What the exercise asks
Within the data below, copy each line where the string "EngineOptions" is found.

Saved entries:
//! Formula evaluation through a session: recalculation on write, errors as
//! values and circular references

use pretty_assertions::assert_eq;
use pricematrix::prelude::*;

fn session() -> Session {
    let mut session = Session::default();
    session.add_matrix("Prices").unwrap();
    session
}

fn value(session: &Session, a1: &str) -> CellValue {
    session.get_cell_a1("Prices", a1).unwrap().value
}

fn display(session: &Session, a1: &str) -> String {
    session.get_cell_a1("Prices", a1).unwrap().display_value
}

/// A write is recalculated before it returns
#[test]
fn test_dependents_follow_their_precedents() {
    let mut s = session();
    s.set_cell("Prices", 0, 0, "5").unwrap();
    s.set_cell("Prices", 0, 1, "=A1*2").unwrap();
    let result = s.set_cell("Prices", 0, 0, "10").unwrap();

    assert_eq!(result.stats.cells_evaluated, 1);
    let b1 = s.get_cell("Prices", 0, 1).unwrap();
    assert_eq!(b1.display_value, "20");
    assert_eq!(b1.value_type, ValueType::Number);
    assert!(!b1.pending);
}

#[test]
fn test_division_by_zero_is_trapped_by_iferror() {
    let mut s = session();
    let a1 = s.set_cell("Prices", 0, 0, "=1/0").unwrap();
    assert_eq!(a1.cell.error, Some(CellError::DivideByZero));
    assert_eq!(a1.cell.display_value, "#DIV/0!");

    let b1 = s.set_cell("Prices", 0, 1, "=IFERROR(A1,99)").unwrap();
    assert_eq!(b1.cell.display_value, "99");
    assert_eq!(b1.cell.error, None);
}

#[test]
fn test_count_skips_text_and_blanks() {
    let mut s = session();
    s.set_cells(
        "Prices",
        &[(0, 0, "1"), (1, 0, "x"), (3, 0, "2"), (0, 1, "=COUNT(A1:A4)")],
    )
    .unwrap();
    assert_eq!(value(&s, "B1"), CellValue::Number(2.0));
}

#[test]
fn test_price_table_lookups() {
    let mut s = session();
    s.set_cells(
        "Prices",
        &[
            (0, 0, "Basic"),
            (0, 1, "10"),
            (1, 0, "Pro"),
            (1, 1, "25"),
            (2, 0, "Team"),
            (2, 1, "40"),
            // Quantity breaks and unit prices
            (0, 2, "1"),
            (0, 3, "5"),
            (1, 2, "10"),
            (1, 3, "4.5"),
            (2, 2, "100"),
            (2, 3, "4"),
        ],
    )
    .unwrap();

    s.set_cell("Prices", 4, 0, "=VLOOKUP(\"pro\",A1:B3,2)").unwrap();
    s.set_cell("Prices", 4, 1, "=VLOOKUP(25,C1:D3,2,TRUE)").unwrap();
    s.set_cell("Prices", 4, 2, "=MATCH(25,C1:C3)").unwrap();
    s.set_cell("Prices", 4, 3, "=INDEX(D1:D3,3)").unwrap();
    s.set_cell("Prices", 4, 4, "=VLOOKUP(\"Enterprise\",A1:B3,2)").unwrap();
    s.set_cell("Prices", 4, 5, "=VLOOKUP(\"Pro\",A1:B3,3)").unwrap();

    assert_eq!(value(&s, "A5"), CellValue::Number(25.0));
    assert_eq!(value(&s, "B5"), CellValue::Number(4.5));
    assert_eq!(value(&s, "C5"), CellValue::Number(2.0));
    assert_eq!(value(&s, "D5"), CellValue::Number(4.0));
    assert_eq!(display(&s, "E5"), "#N/A");
    assert_eq!(display(&s, "F5"), "#REF!");

    // Repricing a tier flows through the lookup
    s.set_cell("Prices", 1, 1, "27").unwrap();
    assert_eq!(value(&s, "A5"), CellValue::Number(27.0));
}

#[test]
fn test_parse_error_keeps_text_and_propagates() {
    let mut s = session();
    let a1 = s.set_cell("Prices", 0, 0, "=1+").unwrap().cell;
    assert_eq!(a1.raw_text, "=1+");
    assert_eq!(a1.error, Some(CellError::Parse));
    assert!(a1.diagnostic.is_some());

    s.set_cell("Prices", 0, 1, "=A1+1").unwrap();
    assert_eq!(display(&s, "B1"), "#ERROR!");

    s.set_cell("Prices", 0, 0, "=1+1").unwrap();
    assert_eq!(value(&s, "B1"), CellValue::Number(3.0));
    assert_eq!(s.get_cell_a1("Prices", "A1").unwrap().diagnostic, None);
}

#[test]
fn test_unknown_function_is_name_error() {
    let mut s = session();
    let cell = s.set_cell("Prices", 0, 0, "=MARKUP(10)").unwrap().cell;
    assert_eq!(cell.error, Some(CellError::UnknownFunction));
    assert_eq!(cell.display_value, "#NAME?");
    assert_eq!(cell.raw_text, "=MARKUP(10)");
}

#[test]
fn test_text_coercion() {
    let mut s = session();
    s.set_cell("Prices", 0, 0, "abc").unwrap();
    s.set_cell("Prices", 0, 1, "=A1*2").unwrap();
    s.set_cell("Prices", 0, 2, "=\"3\"*2").unwrap();
    s.set_cell("Prices", 0, 3, "=UPPER(LEFT(\"widget\",3))&LEN(\"abc\")").unwrap();

    assert_eq!(display(&s, "B1"), "#VALUE!");
    assert_eq!(value(&s, "C1"), CellValue::Number(6.0));
    assert_eq!(value(&s, "D1"), CellValue::text("WID3"));
}

#[test]
fn test_round_uses_decimal_arithmetic() {
    let mut s = session();
    s.set_cell("Prices", 0, 0, "=ROUND(2.675,2)").unwrap();
    s.set_cell("Prices", 0, 1, "=ROUND(1234.5,-2)").unwrap();
    assert_eq!(value(&s, "A1"), CellValue::Number(2.68));
    assert_eq!(value(&s, "B1"), CellValue::Number(1200.0));
}

#[test]
fn test_date_functions() {
    let mut s = session();
    s.set_cell("Prices", 0, 0, "=DATE(2024,1,31)").unwrap();
    s.set_cell("Prices", 0, 1, "=EDATE(A1,1)").unwrap();
    s.set_cell("Prices", 0, 2, "=DAY(B1)").unwrap();
    s.set_cell("Prices", 0, 3, "=DAYS(DATE(2024,3,1),DATE(2024,2,1))").unwrap();
    s.set_cell("Prices", 0, 4, "=DATE(1900,3,1)").unwrap();

    assert_eq!(value(&s, "C1"), CellValue::Number(29.0));
    assert_eq!(value(&s, "D1"), CellValue::Number(29.0));
    assert_eq!(value(&s, "E1"), CellValue::Number(61.0));
}

#[test]
fn test_self_reference_is_circular() {
    let mut s = session();
    let cell = s.set_cell("Prices", 0, 0, "=A1").unwrap().cell;
    assert_eq!(cell.error, Some(CellError::CircularReference));
    assert_eq!(cell.raw_text, "=A1");
    assert!(s.sheet("Prices").unwrap().is_circular(0, 0));
}

#[test]
fn test_cycle_leaves_unrelated_cells_alone() {
    let mut s = session();
    s.set_cell("Prices", 2, 0, "7").unwrap();
    s.set_cell("Prices", 2, 1, "=A3*2").unwrap();
    s.set_cell("Prices", 0, 0, "=B1").unwrap();
    let b1 = s.set_cell("Prices", 0, 1, "=A1+1").unwrap();

    assert_eq!(b1.cell.error, Some(CellError::CircularReference));
    assert_eq!(display(&s, "A1"), "#CIRC!");
    assert_eq!(value(&s, "B3"), CellValue::Number(14.0));
    assert!(s.sheet("Prices").unwrap().graph().check_consistency());
}

#[test]
fn test_breaking_a_cycle_heals_blocked_cell() {
    let mut s = session();
    s.set_cell("Prices", 0, 0, "=B1").unwrap();
    s.set_cell("Prices", 0, 1, "=A1+1").unwrap();
    assert_eq!(display(&s, "B1"), "#CIRC!");

    s.set_cell("Prices", 0, 0, "5").unwrap();
    let b1 = s.get_cell_a1("Prices", "B1").unwrap();
    assert_eq!(b1.value, CellValue::Number(6.0));
    assert_eq!(b1.diagnostic, None);
    assert!(!s.sheet("Prices").unwrap().is_circular(0, 1));
}

#[test]
fn test_full_recalculation_is_idempotent() {
    let mut s = session();
    s.set_cells(
        "Prices",
        &[
            (0, 0, "3"),
            (1, 0, "=A1*A1"),
            (2, 0, "=SUM(A1:A2)"),
            (3, 0, "=IF(A3>10,\"big\",\"small\")"),
        ],
    )
    .unwrap();
    let before = s.serialize();

    let first = s.recalculate("Prices").unwrap();
    let values: Vec<CellValue> = ["A2", "A3", "A4"].iter().map(|a| value(&s, a)).collect();
    let second = s.recalculate("Prices").unwrap();
    let again: Vec<CellValue> = ["A2", "A3", "A4"].iter().map(|a| value(&s, a)).collect();

    assert_eq!(first, second);
    assert_eq!(first.cells_evaluated, 3);
    assert_eq!(values, again);
    assert_eq!(values[2], CellValue::text("big"));
    assert_eq!(s.serialize(), before);
}

#[test]
fn test_cancelled_write_reports_pending_cells() {
    let mut s = session();
    s.set_cell("Prices", 0, 0, "1").unwrap();
    s.set_cell("Prices", 0, 1, "=A1+1").unwrap();
    s.set_cell("Prices", 0, 2, "=B1+1").unwrap();

    let token = CancellationToken::new();
    token.cancel();
    let result = s.set_cell_with("Prices", 0, 0, "10", &token).unwrap();
    assert!(result.stats.cancelled);
    assert_eq!(result.stats.remaining, 2);

    let c1 = s.get_cell_a1("Prices", "C1").unwrap();
    assert!(c1.pending);
    assert_eq!(c1.value, CellValue::Number(12.0));

    s.recalculate("Prices").unwrap();
    assert!(!s.get_cell_a1("Prices", "C1").unwrap().pending);
}

#[test]
fn test_bounds_and_lookup_errors() {
    let mut s = Session::new(EngineOptions::default().with_limits(MatrixLimits::new(10, 5)));
    s.add_matrix("Prices").unwrap();

    let err = s.set_cell("Prices", 10, 0, "1").unwrap_err();
    assert!(err.is_out_of_range());
    let err = s.set_cell("Prices", 0, 5, "1").unwrap_err();
    assert!(matches!(err, Error::ColumnOutOfRange { index: 5, max: 5 }));
    assert!(!s.can_undo());

    assert!(matches!(
        s.get_cell("Tiers", 0, 0),
        Err(Error::MatrixNotFound(_))
    ));
    assert!(matches!(
        s.get_cell_a1("Prices", "1A"),
        Err(Error::InvalidAddress(_))
    ));
    assert!(matches!(
        s.add_matrix("Prices"),
        Err(Error::DuplicateMatrixName(_))
    ));

    let blank = s.get_cell("Prices", 3, 3).unwrap();
    assert!(blank.is_blank());
    assert_eq!(blank.value_type, ValueType::Empty);
    assert_eq!(s.sheet("Prices").unwrap().matrix().cell_count(), 0);
}

#[test]
fn test_clear_cell_recalculates_dependents() {
    let mut s = session();
    s.set_cell("Prices", 0, 0, "4").unwrap();
    s.set_cell("Prices", 0, 1, "=A1*2").unwrap();
    s.clear_cell("Prices", 0, 0).unwrap();

    assert!(s.get_cell_a1("Prices", "A1").unwrap().is_blank());
    assert_eq!(value(&s, "B1"), CellValue::Number(0.0));
}

#[test]
fn test_reload_keeps_the_same_circular_cell() {
    let mut s = session();
    s.set_cell("Prices", 0, 1, "=A1").unwrap();
    s.set_cell("Prices", 0, 0, "=IFERROR(B1,5)").unwrap();

    let snapshot = s.serialize();
    assert_eq!(snapshot.matrix("Prices").unwrap().circular, vec![(0, 0)]);

    let reloaded = Session::from_snapshot(&snapshot, EngineOptions::default()).unwrap();
    assert!(reloaded.sheet("Prices").unwrap().is_circular(0, 0));
    assert_eq!(
        reloaded.get_cell_a1("Prices", "A1").unwrap().display_value,
        "#CIRC!"
    );
    assert_eq!(reloaded.serialize(), snapshot);
}

#[test]
fn test_whole_sheet_range_is_cut_at_limits() {
    let mut s = Session::new(EngineOptions::default().with_limits(MatrixLimits::new(50, 10)));
    s.add_matrix("Prices").unwrap();
    s.set_cell("Prices", 0, 0, "4").unwrap();
    s.set_cell("Prices", 49, 9, "6").unwrap();

    let total = s.set_cell("Prices", 1, 1, "=SUM(C1:XFD1048576)").unwrap();
    assert_eq!(total.cell.value, CellValue::Number(6.0));
    assert_eq!(s.sheet("Prices").unwrap().graph().edge_count(), 50 * 8);

    s.set_cell("Prices", 49, 9, "10").unwrap();
    assert_eq!(value(&s, "B2"), CellValue::Number(10.0));
}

Exercise answer
    let mut s = Session::new(EngineOptions::default().with_limits(MatrixLimits::new(10, 5)));
    let reloaded = Session::from_snapshot(&snapshot, EngineOptions::default()).unwrap();
    let mut s = Session::new(EngineOptions::default().with_limits(MatrixLimits::new(50, 10)));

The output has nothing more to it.